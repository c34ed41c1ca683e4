//! Purpose: The bundled sample module exercised by `svar-basic` and the docs.
//! Exports: `init` (module root builder); entry symbols only under `sample-export`.
//! Role: Reference plugin showing how functions and classes are published.

use crate::core::class::Class;
use crate::core::error::{Error, ErrorKind};
use crate::core::value::Value;

// The entry symbols must come from exactly one library in a process;
// exporting them here would collide with every downstream plugin's own
// `svar_module!` expansion. Hosts get `sample` through the builtin
// registry; `--features sample-export` builds the loadable cdylib form.
#[cfg(feature = "sample-export")]
crate::svar_module!(init());

/// Builds the module root: three functions, metadata, and a demo class.
pub fn init() -> Value {
    let root = Value::object();

    let _ = root.set_item(
        "obtain_info",
        Value::from(
            crate::core::function::Function::new("obtain_info", |args: &[Value]| {
                let record = args
                    .first()
                    .ok_or_else(|| missing_arg("obtain_info", "record"))?;
                tracing::debug!(record = %record, "obtain_info called");
                Ok(record.clone())
            })
            .with_arity(1)
            .with_signature("(record)")
            .with_doc("Echoes the record handed in; the caller inspects the handle."),
        ),
    );

    let _ = root.set_item(
        "dtos",
        Value::from(
            crate::core::function::Function::new("dtos", |args: &[Value]| {
                let value = args.first().ok_or_else(|| missing_arg("dtos", "value"))?;
                let d = value.cast_float()?;
                Ok(Value::Str(format!("{d:.6}")))
            })
            .with_arity(1)
            .with_signature("(float) -> str")
            .with_doc("Formats a float with six fractional digits."),
        ),
    );

    let _ = root.set_item(
        "add",
        Value::from(
            crate::core::function::Function::new("add", |args: &[Value]| {
                let a = args.first().ok_or_else(|| missing_arg("add", "a"))?;
                let b = args.get(1).ok_or_else(|| missing_arg("add", "b"))?;
                Ok(Value::Int(a.cast_int()? + b.cast_int()?))
            })
            .with_arity(2)
            .with_signature("(int, int) -> int")
            .with_doc("Integer addition."),
        ),
    );

    let _ = root.set_item(
        "Application",
        Class::new("Application")
            .with_doc("Demo class constructed from a name.")
            .def("__init__", |args: &[Value]| {
                let name = args
                    .first()
                    .and_then(Value::as_str)
                    .ok_or_else(|| missing_arg("Application.__init__", "name"))?;
                let obj = Value::object();
                obj.set_item("name", name)?;
                Ok(obj)
            })
            .def("name", |args: &[Value]| {
                Ok(args[0].get_item("name").unwrap_or_default())
            })
            .def("version", |_args: &[Value]| {
                Ok(Value::from(env!("CARGO_PKG_VERSION")))
            })
            .def("introduction", |args: &[Value]| {
                let name = args[0]
                    .get_item("name")
                    .map(|v| v.cast_str())
                    .unwrap_or_default();
                Ok(Value::Str(format!("Application {name} built with svar")))
            })
            .into_value(),
    );

    let _ = root.set_item("__name__", "sample");
    let _ = root.set_item(
        "__doc__",
        "This is a demo showing how to export a module using svar.",
    );
    root
}

fn missing_arg(function: &str, name: &str) -> Error {
    Error::new(ErrorKind::Usage).with_message(format!("{function}: missing argument {name}"))
}

#[cfg(test)]
mod tests {
    use super::init;
    use crate::core::value::Value;

    #[test]
    fn add_sums_and_chains() {
        let module = init();
        let add = module.get_item("add").unwrap();
        let c = add.invoke(&[Value::from(34), Value::from(3)]).unwrap();
        assert_eq!(c, Value::Int(37));
        let d = add.invoke(&[c, Value::from(3)]).unwrap();
        assert_eq!(d, Value::Int(40));
    }

    #[test]
    fn dtos_uses_six_fractional_digits() {
        let module = init();
        let dtos = module.get_item("dtos").unwrap();
        let out = dtos.invoke(&[Value::from(100.423)]).unwrap();
        assert_eq!(out, Value::from("100.423000"));
    }

    #[test]
    fn obtain_info_reproduces_the_record() {
        let module = init();
        let record = Value::from_entries([
            ("i", Value::from(1)),
            ("d", Value::from(1.2)),
            ("s", Value::from("hello world")),
            ("v", Value::from(vec![1, 2, 3])),
        ]);
        let ret = module
            .get_item("obtain_info")
            .unwrap()
            .invoke(&[record.clone()])
            .unwrap();
        assert_eq!(ret, record);
        let native = crate::json::to_serde(&ret).unwrap();
        assert_eq!(native["s"], "hello world");
        assert_eq!(native["v"][2], 3);
    }

    #[test]
    fn application_class_constructs() {
        let module = init();
        let class = module.get_item("Application").unwrap();
        let app = class.invoke(&[Value::from("demo")]).unwrap();
        assert_eq!(app.call_method("name", &[]).unwrap(), Value::from("demo"));
        assert!(
            app.call_method("introduction", &[])
                .unwrap()
                .cast_str()
                .contains("demo")
        );
    }
}
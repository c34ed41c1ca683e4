//! Purpose: C ABI bridge for bindings (libsvar).
//! Exports: C-callable value/module functions and buffer/error helpers.
//! Role: Stable ABI surface for non-Rust hosts.
//! Invariants: JSON bytes in/out; opaque handles; explicit free functions.
//! Invariants: Error kinds map 1:1 with core error kinds.

use std::ffi::{CStr, CString};
use std::os::raw::c_char;
use std::ptr;

use crate::core::error::{Error, ErrorKind};
use crate::core::value::Value;
use crate::json;
use crate::plugin::Module;

#[repr(C)]
pub struct sv_value {
    value: Value,
}

#[repr(C)]
pub struct sv_module {
    module: Module,
}

#[repr(C)]
pub struct sv_buf {
    data: *mut u8,
    len: usize,
}

#[repr(C)]
pub struct sv_error {
    kind: i32,
    message: *mut c_char,
    path: *mut c_char,
    symbol: *mut c_char,
    hint: *mut c_char,
}

#[unsafe(no_mangle)]
pub extern "C" fn sv_value_parse_json(
    json_bytes: *const u8,
    json_len: usize,
    out_value: *mut *mut sv_value,
    out_err: *mut *mut sv_error,
) -> i32 {
    if out_value.is_null() {
        return fail(
            out_err,
            Error::new(ErrorKind::Usage).with_message("out_value is null"),
        );
    }
    let value = match parse_json_bytes(json_bytes, json_len) {
        Ok(value) => value,
        Err(err) => return fail(out_err, err),
    };
    let handle = Box::new(sv_value { value });
    unsafe {
        *out_value = Box::into_raw(handle);
    }
    0
}

#[unsafe(no_mangle)]
pub extern "C" fn sv_value_dump_json(
    value: *mut sv_value,
    pretty: u32,
    out_buf: *mut sv_buf,
    out_err: *mut *mut sv_error,
) -> i32 {
    let value = match borrow_value(value, out_err) {
        Ok(value) => value,
        Err(code) => return code,
    };
    let dumped = if pretty != 0 {
        json::dump_pretty(&value.value)
    } else {
        json::dump(&value.value)
    };
    match dumped {
        Ok(text) => {
            if let Err(err) = write_buf(out_buf, text.into_bytes()) {
                return fail(out_err, err);
            }
            0
        }
        Err(err) => fail(out_err, err),
    }
}

#[unsafe(no_mangle)]
pub extern "C" fn sv_value_free(value: *mut sv_value) {
    if value.is_null() {
        return;
    }
    unsafe {
        drop(Box::from_raw(value));
    }
}

#[unsafe(no_mangle)]
pub extern "C" fn sv_module_load(
    spec: *const c_char,
    out_module: *mut *mut sv_module,
    out_err: *mut *mut sv_error,
) -> i32 {
    if out_module.is_null() {
        return fail(
            out_err,
            Error::new(ErrorKind::Usage).with_message("out_module is null"),
        );
    }
    let spec = match parse_c_str(spec, "spec") {
        Ok(spec) => spec,
        Err(err) => return fail(out_err, err),
    };
    let module = match Module::load(&spec) {
        Ok(module) => module,
        Err(err) => return fail(out_err, err),
    };
    let handle = Box::new(sv_module { module });
    unsafe {
        *out_module = Box::into_raw(handle);
    }
    0
}

#[unsafe(no_mangle)]
pub extern "C" fn sv_module_get_json(
    module: *mut sv_module,
    name: *const c_char,
    out_buf: *mut sv_buf,
    out_err: *mut *mut sv_error,
) -> i32 {
    let module = match borrow_module(module, out_err) {
        Ok(module) => module,
        Err(code) => return code,
    };
    let name = match parse_c_str(name, "name") {
        Ok(name) => name,
        Err(err) => return fail(out_err, err),
    };
    let member = match module.module.get(&name) {
        Ok(member) => member,
        Err(err) => return fail(out_err, err),
    };
    let text = match json::dump(&member) {
        Ok(text) => text,
        Err(err) => return fail(out_err, err),
    };
    if let Err(err) = write_buf(out_buf, text.into_bytes()) {
        return fail(out_err, err);
    }
    0
}

/// Calls a module function. `args_json` must be a JSON array; the result
/// comes back as JSON bytes.
#[unsafe(no_mangle)]
pub extern "C" fn sv_module_call_json(
    module: *mut sv_module,
    name: *const c_char,
    args_json: *const u8,
    args_len: usize,
    out_buf: *mut sv_buf,
    out_err: *mut *mut sv_error,
) -> i32 {
    let module = match borrow_module(module, out_err) {
        Ok(module) => module,
        Err(code) => return code,
    };
    let name = match parse_c_str(name, "name") {
        Ok(name) => name,
        Err(err) => return fail(out_err, err),
    };
    let args_value = match parse_json_bytes(args_json, args_len) {
        Ok(value) => value,
        Err(err) => return fail(out_err, err),
    };
    if !args_value.is_array() {
        return fail(
            out_err,
            Error::new(ErrorKind::Usage).with_message("args_json must be a json array"),
        );
    }
    let args = args_value.items();
    let result = match module.module.call(&name, &args) {
        Ok(result) => result,
        Err(err) => return fail(out_err, err),
    };
    let text = match json::dump(&result) {
        Ok(text) => text,
        Err(err) => return fail(out_err, err),
    };
    if let Err(err) = write_buf(out_buf, text.into_bytes()) {
        return fail(out_err, err);
    }
    0
}

#[unsafe(no_mangle)]
pub extern "C" fn sv_module_free(module: *mut sv_module) {
    if module.is_null() {
        return;
    }
    unsafe {
        drop(Box::from_raw(module));
    }
}

#[unsafe(no_mangle)]
pub extern "C" fn sv_buf_free(buf: *mut sv_buf) {
    if buf.is_null() {
        return;
    }
    unsafe {
        let buf = &mut *buf;
        if !buf.data.is_null() && buf.len != 0 {
            drop(Vec::from_raw_parts(buf.data, buf.len, buf.len));
        }
        buf.data = ptr::null_mut();
        buf.len = 0;
    }
}

#[unsafe(no_mangle)]
pub extern "C" fn sv_error_free(err: *mut sv_error) {
    if err.is_null() {
        return;
    }
    unsafe {
        let err = Box::from_raw(err);
        for text in [err.message, err.path, err.symbol, err.hint] {
            if !text.is_null() {
                drop(CString::from_raw(text));
            }
        }
    }
}

fn borrow_value<'a>(
    value: *mut sv_value,
    out_err: *mut *mut sv_error,
) -> Result<&'a mut sv_value, i32> {
    if value.is_null() {
        return Err(fail(
            out_err,
            Error::new(ErrorKind::Usage).with_message("value is null"),
        ));
    }
    unsafe { Ok(&mut *value) }
}

fn borrow_module<'a>(
    module: *mut sv_module,
    out_err: *mut *mut sv_error,
) -> Result<&'a mut sv_module, i32> {
    if module.is_null() {
        return Err(fail(
            out_err,
            Error::new(ErrorKind::Usage).with_message("module is null"),
        ));
    }
    unsafe { Ok(&mut *module) }
}

fn parse_c_str(input: *const c_char, what: &str) -> Result<String, Error> {
    if input.is_null() {
        return Err(Error::new(ErrorKind::Usage).with_message(format!("{what} is null")));
    }
    unsafe { CStr::from_ptr(input) }
        .to_str()
        .map(str::to_string)
        .map_err(|_| Error::new(ErrorKind::Usage).with_message(format!("{what} is not valid UTF-8")))
}

fn parse_json_bytes(bytes: *const u8, len: usize) -> Result<Value, Error> {
    if bytes.is_null() {
        return Err(Error::new(ErrorKind::Usage).with_message("json bytes are null"));
    }
    let slice = unsafe { std::slice::from_raw_parts(bytes, len) };
    let text = std::str::from_utf8(slice).map_err(|err| {
        Error::new(ErrorKind::Usage)
            .with_message("invalid json utf-8")
            .with_source(err)
    })?;
    json::parse_str(text)
}

fn write_buf(out_buf: *mut sv_buf, bytes: Vec<u8>) -> Result<(), Error> {
    if out_buf.is_null() {
        return Err(Error::new(ErrorKind::Usage).with_message("out_buf is null"));
    }
    unsafe {
        let buf = &mut *out_buf;
        let mut data = bytes.into_boxed_slice();
        buf.len = data.len();
        buf.data = data.as_mut_ptr();
        std::mem::forget(data);
    }
    Ok(())
}

fn fail(out_err: *mut *mut sv_error, err: Error) -> i32 {
    if out_err.is_null() {
        return -1;
    }
    let error = Box::new(sv_error {
        kind: error_kind_code(err.kind()),
        message: to_c_string(err.message().unwrap_or("")),
        path: err
            .path()
            .map(|path| to_c_string(path.to_string_lossy().as_ref()))
            .unwrap_or(ptr::null_mut()),
        symbol: err.symbol().map(to_c_string).unwrap_or(ptr::null_mut()),
        hint: err.hint().map(to_c_string).unwrap_or(ptr::null_mut()),
    });
    unsafe {
        *out_err = Box::into_raw(error);
    }
    -1
}

fn to_c_string(input: &str) -> *mut c_char {
    CString::new(input)
        .map(|s| s.into_raw())
        .unwrap_or(ptr::null_mut())
}

fn error_kind_code(kind: ErrorKind) -> i32 {
    crate::core::error::to_exit_code(kind)
}

#[cfg(test)]
mod tests {
    use super::*;

    #[test]
    fn parse_and_dump_round_trip() {
        let json = br#"{"i":1,"s":"hello"}"#;
        let mut value: *mut sv_value = ptr::null_mut();
        let mut err: *mut sv_error = ptr::null_mut();
        assert_eq!(
            sv_value_parse_json(json.as_ptr(), json.len(), &mut value, &mut err),
            0
        );

        let mut buf = sv_buf {
            data: ptr::null_mut(),
            len: 0,
        };
        assert_eq!(sv_value_dump_json(value, 0, &mut buf, &mut err), 0);
        let text = unsafe { std::slice::from_raw_parts(buf.data, buf.len) };
        assert_eq!(text, br#"{"i":1,"s":"hello"}"#);

        sv_buf_free(&mut buf);
        sv_value_free(value);
    }

    #[test]
    fn invalid_json_produces_error() {
        let json = br#"{"i":}"#;
        let mut value: *mut sv_value = ptr::null_mut();
        let mut err: *mut sv_error = ptr::null_mut();
        assert_eq!(
            sv_value_parse_json(json.as_ptr(), json.len(), &mut value, &mut err),
            -1
        );
        assert!(!err.is_null());
        sv_error_free(err);
    }

    #[test]
    fn module_call_through_abi() {
        let spec = std::ffi::CString::new("sample").unwrap();
        let mut module: *mut sv_module = ptr::null_mut();
        let mut err: *mut sv_error = ptr::null_mut();
        assert_eq!(sv_module_load(spec.as_ptr(), &mut module, &mut err), 0);

        let name = std::ffi::CString::new("add").unwrap();
        let args = br#"[34, 3]"#;
        let mut buf = sv_buf {
            data: ptr::null_mut(),
            len: 0,
        };
        assert_eq!(
            sv_module_call_json(
                module,
                name.as_ptr(),
                args.as_ptr(),
                args.len(),
                &mut buf,
                &mut err
            ),
            0
        );
        let text = unsafe { std::slice::from_raw_parts(buf.data, buf.len) };
        assert_eq!(text, b"37");

        sv_buf_free(&mut buf);
        sv_module_free(module);
    }
}
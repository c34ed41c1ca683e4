//! Purpose: The JSON boundary for the value model.
//! Exports: `parse_str`, `dump`, `dump_pretty`, `to_serde`, `from_serde`.
//! Role: Single seam for serde_json usage so callsites avoid ad hoc decode logic.
//! Invariants: Buffers cross into JSON as base64 strings; functions and classes do not cross.
//! Invariants: Parse failures carry `ErrorKind::Parse` with position context preserved.

use serde_json::{Map, Number, Value as JsonValue};

use crate::core::buffer::Buffer;
use crate::core::class::Class;
use crate::core::error::{Error, ErrorKind};
use crate::core::value::Value;

pub fn parse_str(input: &str) -> Result<Value, Error> {
    let parsed: JsonValue = serde_json::from_str(input).map_err(|err| {
        Error::new(ErrorKind::Parse)
            .with_message(format!("invalid json: {err}"))
            .with_source(err)
    })?;
    Ok(from_serde(&parsed))
}

pub fn dump(value: &Value) -> Result<String, Error> {
    let json = to_serde(value)?;
    serde_json::to_string(&json).map_err(|err| {
        Error::new(ErrorKind::Internal)
            .with_message("failed to serialize value")
            .with_source(err)
    })
}

pub fn dump_pretty(value: &Value) -> Result<String, Error> {
    let json = to_serde(value)?;
    serde_json::to_string_pretty(&json).map_err(|err| {
        Error::new(ErrorKind::Internal)
            .with_message("failed to serialize value")
            .with_source(err)
    })
}

/// Native form of a value. Undefined maps to null, buffers to base64
/// strings; functions and classes have no JSON form.
pub fn to_serde(value: &Value) -> Result<JsonValue, Error> {
    match value {
        Value::Undefined | Value::Null => Ok(JsonValue::Null),
        Value::Bool(b) => Ok(JsonValue::Bool(*b)),
        Value::Int(i) => Ok(JsonValue::Number(Number::from(*i))),
        Value::Float(f) => Number::from_f64(*f)
            .map(JsonValue::Number)
            .ok_or_else(|| {
                Error::new(ErrorKind::Usage).with_message("non-finite float has no json form")
            }),
        Value::Str(s) => Ok(JsonValue::String(s.clone())),
        Value::Buffer(b) => Ok(JsonValue::String(b.base64())),
        Value::Array(_) => {
            let mut items = Vec::with_capacity(value.len());
            for item in value.items() {
                items.push(to_serde(&item)?);
            }
            Ok(JsonValue::Array(items))
        }
        Value::Object(_) => {
            let mut map = Map::new();
            for (key, item) in value.entries() {
                if key == Class::CLASS_KEY {
                    continue;
                }
                map.insert(key, to_serde(&item)?);
            }
            Ok(JsonValue::Object(map))
        }
        Value::Function(f) => Err(Error::new(ErrorKind::Usage)
            .with_message(format!("function {} has no json form", f.name()))),
        Value::Class(c) => Err(Error::new(ErrorKind::Usage)
            .with_message(format!("class {} has no json form", c.name()))),
    }
}

pub fn from_serde(json: &JsonValue) -> Value {
    match json {
        JsonValue::Null => Value::Null,
        JsonValue::Bool(b) => Value::Bool(*b),
        JsonValue::Number(n) => {
            if let Some(i) = n.as_i64() {
                Value::Int(i)
            } else {
                Value::Float(n.as_f64().unwrap_or(f64::NAN))
            }
        }
        JsonValue::String(s) => Value::Str(s.clone()),
        JsonValue::Array(items) => Value::from_items(items.iter().map(from_serde)),
        JsonValue::Object(map) => {
            Value::from_entries(map.iter().map(|(k, v)| (k.clone(), from_serde(v))))
        }
    }
}

/// File loader shared by settings and the CLI: format picked by extension.
pub fn load_file(path: &std::path::Path) -> Result<Value, Error> {
    let ext = path
        .extension()
        .and_then(|ext| ext.to_str())
        .unwrap_or_default();
    match ext {
        "json" | "cfg" => {
            let text = std::fs::read_to_string(path).map_err(|err| {
                Error::new(ErrorKind::Io)
                    .with_message("failed to read file")
                    .with_path(path)
                    .with_source(err)
            })?;
            parse_str(&text).map_err(|err| err.with_path(path))
        }
        "cbor" => {
            let buf = Buffer::load(path)?;
            crate::cbor::decode(buf.as_slice()).map_err(|err| err.with_path(path))
        }
        other => Err(Error::new(ErrorKind::Usage)
            .with_message(format!("unsupported file format {other:?}"))
            .with_path(path)
            .with_hint("Supported extensions: .json, .cfg, .cbor.")),
    }
}

#[cfg(test)]
mod tests {
    use super::{dump, from_serde, load_file, parse_str, to_serde};
    use crate::core::buffer::Buffer;
    use crate::core::value::Value;

    #[test]
    fn parse_and_dump_round_trip() {
        let var = parse_str(r#"{"a":[true,1,12.3,"hello"]}"#).unwrap();
        assert!(var.get_item("a").unwrap().is_array());
        assert_eq!(var.get_path("a").unwrap().index(3), Some(Value::from("hello")));

        let text = dump(&var).unwrap();
        let reparsed = parse_str(&text).unwrap();
        assert_eq!(dump(&reparsed).unwrap(), text);
    }

    #[test]
    fn parse_errors_carry_position() {
        let err = parse_str(r#"{"a":}"#).unwrap_err();
        assert_eq!(err.kind(), crate::core::error::ErrorKind::Parse);
        assert!(err.message().unwrap_or_default().contains("column"));
    }

    #[test]
    fn buffers_cross_as_base64() {
        let var = Value::from(Buffer::from_slice(b"M"));
        assert_eq!(to_serde(&var).unwrap(), serde_json::json!("TQ=="));
    }

    #[test]
    fn functions_do_not_cross() {
        let var = Value::from_fn("f", |_| Ok(Value::Undefined));
        assert!(to_serde(&var).is_err());
    }

    #[test]
    fn numbers_keep_integer_identity() {
        let var = from_serde(&serde_json::json!({"i": 1, "d": 1.2}));
        assert!(var.get_item("i").unwrap().is_int());
        assert!(var.get_item("d").unwrap().is_float());
    }

    #[test]
    fn load_file_dispatches_on_extension() {
        let dir = tempfile::tempdir().unwrap();
        let path = dir.path().join("conf.json");
        std::fs::write(&path, r#"{"x": 7}"#).unwrap();
        let var = load_file(&path).unwrap();
        assert_eq!(var.get_item("x"), Some(Value::Int(7)));

        let bad = dir.path().join("conf.toml");
        std::fs::write(&bad, "x = 7").unwrap();
        assert!(load_file(&bad).is_err());
    }
}
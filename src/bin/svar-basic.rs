//! Purpose: Minimal walkthrough of loading a module and calling its functions.
//! Role: Companion binary; mirrors the first steps a plugin consumer takes.

use svar::core::error::{Error, to_exit_code};
use svar::core::value::Value;
use svar::json;
use svar::plugin::Module;

fn main() {
    if let Err(err) = run() {
        eprintln!("svar-basic: {err}");
        std::process::exit(to_exit_code(err.kind()));
    }
}

fn run() -> Result<(), Error> {
    let spec = std::env::args().nth(1).unwrap_or_else(|| "sample".into());
    let module = Module::load(&spec)?;

    let record = Value::from_entries([
        ("i", Value::from(1)),
        ("d", Value::from(1.2)),
        ("s", Value::from("hello world")),
        ("v", Value::from(vec![1, 2, 3])),
    ]);
    println!("record: {record}");

    let echoed = module.call("obtain_info", &[record.clone()])?;
    println!("obtain_info: {echoed}");
    println!("as native json: {}", json::to_serde(&echoed)?);

    let text = module.call("dtos", &[Value::from(100.423)])?;
    println!("dtos(100.423) = {}", text.cast_str());

    let sum = module.call("add", &[Value::from(34), Value::from(3)])?;
    println!("add(34, 3) = {sum}");

    let sum = module.call("add", &[sum, Value::from(3)])?;
    println!("add(.., 3) = {sum}");

    Ok(())
}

• _Activity_: Only certain lines are wanted. Please return exactly those from the top of the data through the line with "crate::svar_module!(init());".

• _Reply to the task_:
repository c34ed41c1ca683e4
//! Purpose: The bundled sample module exercised by `svar-basic` and the docs.
//! Exports: `init` (module root builder); entry symbols only under `sample-export`.
//! Role: Reference plugin showing how functions and classes are published.

use crate::core::class::Class;
use crate::core::error::{Error, ErrorKind};
use crate::core::value::Value;

// The entry symbols must come from exactly one library in a process;
// exporting them here would collide with every downstream plugin's own
// `svar_module!` expansion. Hosts get `sample` through the builtin
// registry; `--features sample-export` builds the loadable cdylib form.
#[cfg(feature = "sample-export")]
crate::svar_module!(init());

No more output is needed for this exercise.